This is another statement I see here often and quite dislike. Because
newbies generally use identity pks without thinking, the technique is
associated with beginners. This, the statement about laziness and the one
about unique data are so often repeated yet make absolutely no sense. It
reminds me of when those religious nutters who come to my door, they're
trying to sell me their ideas but their arguements are so flawed they
convince me of the opposite.
On the other hand the arguements against natural pks make complete sense.
Changing data is much easier, changing the field definitions is much easier,
joins are faster, space is reduced, programming model is more consistant,
data is stored once (I thought this was a big thing with database purists,
another thing that doesn't make sense).
We've had this conversation many times before. I've asked you to give me
something concrete on the natural key side and you've been unable to, just
giving me theoretical reasons instead. I've also asked you to answer the
question regarding the difficulty of changing the primary key data or it's
schema and you've sidestepped that many times.
Michael
Anyway, thanks for everyone's expert input...
Chris
You said "and has nothing to do with them" and I said "it does more often
than you think."
I was merely referring to the *fact* that, often, IDENTITY is used as an
alternative to a real key, and that's one way that people can get a table
full of redundant data.
I wasn't saying that was the cause in *this* case, just giving supporting
data for Erland's comment (which did come with a smiley, by the way).
A
I use IDENTITY all the time.
But I also make sure to model the data in such a way that redundant data is
avoided. Just because I use IDENTITY as my PK does not mean I can't apply
unique constraint(s) to the column(s) that may have been my natural key.
Unfortunately, not everyone knows to take that next step, and think that
defining a PK on the IDENTITY column is enough.
This is the difference between:
(a) choosing identity as a key because it makes sense for your model, and
ensuring data integrity at the same time; and,
(b) choosing identity as a key and not worrying and/or knowing about data
integrity.
Nobody is saying that everyone who uses IDENTITY is doing (b). But there is
a strong argument that a lot of people who end up with redundant data *are*
doing (b).
I've been involved in these groups for years, and I can assure you that you
can set your watch to this.
But that's what we're here for, to help them with that knowledge. Not to
bury our heads in the sand and pretend that nobody has anything to learn.
You say that the IDENTITY column and duplicate data have nothing to do with
each other. I still stand by my statement that, sometimes, they do.

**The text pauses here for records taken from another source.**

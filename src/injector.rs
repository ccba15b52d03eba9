//! Per-node key-value scope.

use crate::types::{NodeId, ScopeValue};
use std::cell::RefCell;
use std::collections::HashMap;
use std::rc::Rc;
use tracing::debug;

/// Key-value scope owned by exactly one tree node.
///
/// An injector only answers for its own keys; ancestor fallback lives in
/// [`crate::injector_root::InjectorRoot`].
#[derive(Debug)]
pub struct Injector {
  owner: NodeId,
  values: RefCell<HashMap<String, ScopeValue>>,
}

impl Injector {
  pub fn new(owner: NodeId) -> Self {
    Self {
      owner,
      values: RefCell::new(HashMap::new()),
    }
  }

  /// Node this injector is scoped to.
  pub fn owner(&self) -> NodeId {
    self.owner
  }

  /// Binds `key` locally, replacing any previous binding.
  pub fn set(&self, key: impl Into<String>, value: ScopeValue) {
    self.values.borrow_mut().insert(key.into(), value);
  }

  /// Local lookup only; absent keys are not resolved through ancestors.
  pub fn get(&self, key: &str) -> Option<ScopeValue> {
    self.values.borrow().get(key).cloned()
  }

  /// Removes a local binding, returning it if present.
  pub fn remove(&self, key: &str) -> Option<ScopeValue> {
    self.values.borrow_mut().remove(key)
  }

  pub fn contains_key(&self, key: &str) -> bool {
    self.values.borrow().contains_key(key)
  }

  pub fn len(&self) -> usize {
    self.values.borrow().len()
  }

  pub fn is_empty(&self) -> bool {
    self.values.borrow().is_empty()
  }

  /// Local typed service lookup; `None` when absent or not a `T`.
  pub fn service<T: 'static>(&self, key: &str) -> Option<Rc<T>> {
    self.get(key).and_then(|value| value.downcast::<T>())
  }

  /// Drops every binding and disposes owned contexts. Nested injector and
  /// registry references are dropped without being disposed; they are not
  /// owned by this scope.
  pub(crate) fn dispose(&self) {
    let values = std::mem::take(&mut *self.values.borrow_mut());
    let mut contexts = 0usize;
    for value in values.into_values() {
      if let ScopeValue::Context(context) = value {
        context.dispose();
        contexts += 1;
      }
    }
    debug!(owner = %self.owner, contexts, "disposed injector");
  }
}
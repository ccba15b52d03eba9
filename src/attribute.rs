//! Attribute-driven behaviors: definitions, lifecycle, and subtree upgrades.
//!
//! A behavior definition maps an attribute name to a factory. Each occurrence
//! of the attribute on a node gets its own instance, driven through
//! `connected`, `value_changed`, and `disconnected` exactly once per
//! transition. Instances record the definition generation that built them, so
//! an upgrade pass can swap instances left behind by a re-definition.

use crate::error::{Result, ScopeError};
use crate::tree::HostTree;
use crate::types::NodeId;
use std::cell::{Cell, RefCell};
use std::collections::HashMap;
use std::fmt;
use std::rc::Rc;
use tracing::{debug, info};

/// Reacts to the lifecycle of one attribute occurrence on one node.
///
/// Every hook defaults to a no-op so behaviors implement only what they need.
pub trait AttributeBehavior {
  /// The attribute appeared on `host`, or an upgrade found it already there.
  fn connected(&mut self, host: NodeId, name: &str, value: &str) {
    let _ = (host, name, value);
  }

  /// The attribute's value changed while connected.
  fn value_changed(&mut self, old: &str, new: &str) {
    let _ = (old, new);
  }

  /// The attribute was removed, or its host left the tree.
  fn disconnected(&mut self, host: NodeId) {
    let _ = host;
  }
}

/// Produces one behavior instance per attribute occurrence.
pub type BehaviorFactory = Rc<dyn Fn() -> Box<dyn AttributeBehavior>>;

struct Definition {
  factory: BehaviorFactory,
  generation: u64,
}

struct Instance {
  behavior: Box<dyn AttributeBehavior>,
  value: String,
  generation: u64,
}

/// Registers behavior factories by attribute name and drives the instances.
///
/// User hooks always run with no registry borrow held, so a hook may re-enter
/// the registry, define further names, or disconnect other instances.
pub struct CustomAttributeRegistry {
  definitions: RefCell<HashMap<String, Definition>>,
  instances: RefCell<HashMap<NodeId, HashMap<String, Instance>>>,
  generation: Cell<u64>,
}

impl CustomAttributeRegistry {
  pub fn new() -> Self {
    Self {
      definitions: RefCell::new(HashMap::new()),
      instances: RefCell::new(HashMap::new()),
      generation: Cell::new(0),
    }
  }

  /// Registers a factory for an attribute name, replacing any previous one.
  /// Existing instances keep running until an upgrade pass swaps them.
  pub fn define(
    &self,
    name: impl Into<String>,
    factory: impl Fn() -> Box<dyn AttributeBehavior> + 'static,
  ) {
    let name = name.into();
    let generation = self.generation.get() + 1;
    self.generation.set(generation);
    debug!(name = %name, generation, "defined attribute behavior");
    self.definitions.borrow_mut().insert(name, Definition {
      factory: Rc::new(factory),
      generation,
    });
  }

  pub fn defines(&self, name: &str) -> bool {
    self.definitions.borrow().contains_key(name)
  }

  /// Connects a fresh instance for the attribute occurrence. Undefined names
  /// are skipped with `Ok(false)`; connecting an already connected pair is an
  /// error.
  pub fn connect(&self, node: NodeId, name: &str, value: &str) -> Result<bool> {
    let Some((factory, generation)) = self.lookup(name) else {
      return Ok(false);
    };
    if self.is_connected(node, name) {
      return Err(ScopeError::AlreadyConnected {
        node,
        name: name.to_owned(),
      });
    }
    let mut behavior = factory();
    behavior.connected(node, name, value);
    self.instances.borrow_mut().entry(node).or_default().insert(
      name.to_owned(),
      Instance {
        behavior,
        value: value.to_owned(),
        generation,
      },
    );
    debug!(node = %node, name, "connected attribute behavior");
    Ok(true)
  }

  /// Forwards a value change to the connected instance. Undefined names are
  /// skipped; a change for a pair that was never connected is an error.
  pub fn value_changed(&self, node: NodeId, name: &str, old: &str, new: &str) -> Result<()> {
    if !self.defines(name) {
      return Ok(());
    }
    // The record is taken out while the hook runs; hooks may re-enter.
    let taken = self
      .instances
      .borrow_mut()
      .get_mut(&node)
      .and_then(|names| names.remove(name));
    let Some(mut instance) = taken else {
      return Err(ScopeError::LifecycleOrder {
        node,
        name: name.to_owned(),
        operation: "value change",
      });
    };
    instance.behavior.value_changed(old, new);
    instance.value = new.to_owned();
    self
      .instances
      .borrow_mut()
      .entry(node)
      .or_default()
      .insert(name.to_owned(), instance);
    Ok(())
  }

  /// Disconnects the instance for the pair, if one is connected. Reentrant
  /// or repeated disconnects are no-ops.
  pub fn disconnect(&self, node: NodeId, name: &str) -> bool {
    let taken = {
      let mut instances = self.instances.borrow_mut();
      let Some(names) = instances.get_mut(&node) else {
        return false;
      };
      let taken = names.remove(name);
      if names.is_empty() {
        instances.remove(&node);
      }
      taken
    };
    match taken {
      Some(mut instance) => {
        instance.behavior.disconnected(node);
        debug!(node = %node, name, "disconnected attribute behavior");
        true
      }
      None => false,
    }
  }

  /// Disconnects every instance on `node`, in attribute name order.
  pub fn disconnect_node(&self, node: NodeId) -> usize {
    let Some(names) = self.instances.borrow_mut().remove(&node) else {
      return 0;
    };
    let mut instances: Vec<(String, Instance)> = names.into_iter().collect();
    instances.sort_by(|a, b| a.0.cmp(&b.0));
    let count = instances.len();
    for (name, mut instance) in instances {
      instance.behavior.disconnected(node);
      debug!(node = %node, name = %name, "disconnected attribute behavior");
    }
    count
  }

  /// Disconnects every live instance, nodes in id order.
  pub fn disconnect_all(&self) -> usize {
    let mut nodes: Vec<NodeId> = self.instances.borrow().keys().copied().collect();
    nodes.sort();
    nodes.into_iter().map(|node| self.disconnect_node(node)).sum()
  }

  /// Reconciles one node against the current definitions: connects defined
  /// attributes without an instance and swaps instances whose definition was
  /// replaced. Returns how many instances were connected.
  pub fn upgrade_node(&self, tree: &dyn HostTree, node: NodeId) -> usize {
    let mut connected = 0;
    for (name, value) in tree.attributes_of(node) {
      let Some(current) = self.generation_of(&name) else {
        continue;
      };
      let recorded = self
        .instances
        .borrow()
        .get(&node)
        .and_then(|names| names.get(&name))
        .map(|instance| instance.generation);
      match recorded {
        Some(generation) if generation == current => continue,
        Some(_) => {
          self.disconnect(node, &name);
        }
        None => {}
      }
      if matches!(self.connect(node, &name, &value), Ok(true)) {
        connected += 1;
      }
    }
    connected
  }

  /// Reconciles a whole subtree, parents before children.
  pub fn upgrade(&self, tree: &dyn HostTree, root: NodeId) -> usize {
    let mut connected = 0;
    let mut stack = vec![root];
    while let Some(node) = stack.pop() {
      connected += self.upgrade_node(tree, node);
      for child in tree.children_of(node).into_iter().rev() {
        stack.push(child);
      }
    }
    info!(root = %root, connected, "upgraded subtree");
    connected
  }

  pub fn is_connected(&self, node: NodeId, name: &str) -> bool {
    self
      .instances
      .borrow()
      .get(&node)
      .is_some_and(|names| names.contains_key(name))
  }

  /// Last value the connected instance saw, if one is connected.
  pub fn value_of(&self, node: NodeId, name: &str) -> Option<String> {
    self
      .instances
      .borrow()
      .get(&node)
      .and_then(|names| names.get(name))
      .map(|instance| instance.value.clone())
  }

  pub fn connected_count(&self) -> usize {
    self.instances.borrow().values().map(|names| names.len()).sum()
  }

  fn lookup(&self, name: &str) -> Option<(BehaviorFactory, u64)> {
    self
      .definitions
      .borrow()
      .get(name)
      .map(|definition| (definition.factory.clone(), definition.generation))
  }

  fn generation_of(&self, name: &str) -> Option<u64> {
    self
      .definitions
      .borrow()
      .get(name)
      .map(|definition| definition.generation)
  }
}

impl Default for CustomAttributeRegistry {
  fn default() -> Self {
    Self::new()
  }
}

impl fmt::Debug for CustomAttributeRegistry {
  fn fmt(&self, f: &mut fmt::Formatter<'_>) -> fmt::Result {
    f.debug_struct("CustomAttributeRegistry")
      .field("definitions", &self.definitions.borrow().len())
      .field("connected", &self.connected_count())
      .finish()
  }
}
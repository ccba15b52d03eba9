//! Mutation notifications emitted by a host tree.

use super::node_id::NodeId;
use serde::{Deserialize, Serialize};

/// One host tree mutation, in the order the host observed it.
#[derive(Debug, Clone, PartialEq, Eq, Serialize, Deserialize)]
pub enum TreeEvent {
  /// `node` was inserted into the observed tree.
  Connected { node: NodeId },
  /// `node` was removed from the observed tree.
  Disconnected { node: NodeId },
  /// An attribute on `node` was added (`old` absent), changed, or removed
  /// (`new` absent).
  AttributeChanged {
    node: NodeId,
    name: String,
    old: Option<String>,
    new: Option<String>,
  },
}

impl TreeEvent {
  /// The node the event is about.
  pub fn node(&self) -> NodeId {
    match self {
      TreeEvent::Connected { node }
      | TreeEvent::Disconnected { node }
      | TreeEvent::AttributeChanged { node, .. } => *node,
    }
  }
}
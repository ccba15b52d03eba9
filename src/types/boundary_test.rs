//! Tests for `Boundary` and `TraversalPolicy`.

use super::{Boundary, TraversalPolicy};

#[test]
fn default_policy_crosses_everything() {
  let policy = TraversalPolicy::default();
  assert!(policy.crosses(Boundary::None));
  assert!(policy.crosses(Boundary::Shadow));
  assert!(policy.crosses(Boundary::Template));
}

#[test]
fn shadow_crossing_can_be_disabled() {
  let policy = TraversalPolicy {
    cross_shadow: false,
    cross_template: true,
  };
  assert!(policy.crosses(Boundary::None));
  assert!(!policy.crosses(Boundary::Shadow));
  assert!(policy.crosses(Boundary::Template));
}

#[test]
fn plain_nodes_always_cross() {
  let policy = TraversalPolicy {
    cross_shadow: false,
    cross_template: false,
  };
  assert!(policy.crosses(Boundary::None));
}

#[test]
fn displays_lowercase_labels() {
  assert_eq!(Boundary::None.to_string(), "none");
  assert_eq!(Boundary::Shadow.to_string(), "shadow");
  assert_eq!(Boundary::Template.to_string(), "template");
}
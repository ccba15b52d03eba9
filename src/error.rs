//! Error type for scope, lifecycle, and traversal failures.

use crate::types::NodeId;
use thiserror::Error;

/// Failures the engine reports loudly; soft misses are `Option` instead.
#[derive(Debug, Error)]
pub enum ScopeError {
  /// A second injector was attached for a node that already owns one.
  #[error("node {node} already owns an injector")]
  DuplicateOwner { node: NodeId },

  /// A behavior was connected twice for the same node and attribute.
  #[error("attribute '{name}' on node {node} is already connected")]
  AlreadyConnected { node: NodeId, name: String },

  /// A lifecycle call arrived for a behavior that was never connected.
  #[error("{operation} for attribute '{name}' on node {node} with no connected behavior")]
  LifecycleOrder {
    node: NodeId,
    name: String,
    operation: &'static str,
  },

  /// The tree structure changed underneath an in-flight injector traversal.
  #[error("tree structure changed during injector traversal from node {start}")]
  MutatedDuringTraversal { start: NodeId },
}

pub type Result<T> = std::result::Result<T, ScopeError>;
//! Opaque identity of a host tree node.

use serde::{Deserialize, Serialize};
use std::fmt;

/// Opaque identity of a host tree node.
///
/// The engine never creates or destroys host nodes; it annotates them through
/// side tables keyed by this id. Hosts allocate ids however they like as long
/// as an id is never reused while the engine can still observe the node.
#[derive(Debug, Clone, Copy, PartialEq, Eq, Hash, PartialOrd, Ord, Serialize, Deserialize)]
pub struct NodeId(u64);

impl NodeId {
  pub const fn new(raw: u64) -> Self {
    Self(raw)
  }

  pub const fn raw(self) -> u64 {
    self.0
  }
}

impl fmt::Display for NodeId {
  fn fmt(&self, f: &mut fmt::Formatter<'_>) -> fmt::Result {
    write!(f, "#{}", self.0)
  }
}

IDENTITY gives *some* people an easy out, and they don't have to think about
natural keys or unique constraints. They don't realize the problem until
they are in here asking us how to remove duplicates. Stick around here for
a while, you will see it again and again -- I'm not making this up.
A
I use IDENTITY all the time.
This is exactly my point.
> This is the difference between:
>
> (a) choosing identity as a key because it makes sense for your model, and
> ensuring data integrity at the same time; and,
>
> (b) choosing identity as a key and not worrying and/or knowing about data
> integrity.
>
> Nobody is saying that everyone who uses IDENTITY is doing (b). But there
> is a strong argument that a lot of people who end up with redundant data
> *are* doing (b).
That is correct but a lot of the natural key crowd seem to assume that only
B exists. Many times i've seen people use the duplicate data issue as a
reason to use natural pks.
> But that's what we're here for, to help them with that knowledge. Not to
> bury our heads in the sand and pretend that nobody has anything to learn.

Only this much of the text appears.